*** Begin section ***

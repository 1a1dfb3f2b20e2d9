use std::fmt;

use serde::Deserialize;

/// A remote browser environment: operating system, browser name, version.
#[derive(Debug, Clone, PartialEq, Eq, Deserialize)]
pub struct BrowserSpec {
    /// Operating system name as the grid reports it, e.g. "Windows 10".
    pub os: String,
    /// Browser name, e.g. "chrome".
    pub browser: String,
    /// Browser version, e.g. "70".
    pub version: String,
}

impl BrowserSpec {
    pub fn new(
        os: impl Into<String>,
        browser: impl Into<String>,
        version: impl Into<String>,
    ) -> Self {
        Self { os: os.into(), browser: browser.into(), version: version.into() }
    }
}

impl fmt::Display for BrowserSpec {
    fn fmt(&self, f: &mut fmt::Formatter<'_>) -> fmt::Result {
        write!(f, "{} {} on {}", self.browser, self.version, self.os)
    }
}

*** End section ***

> Task item:
Every line containing the word "Deserialize" must be copied from the material above.

> Written reply:
use serde::Deserialize;
#[derive(Debug, Clone, PartialEq, Eq, Deserialize)]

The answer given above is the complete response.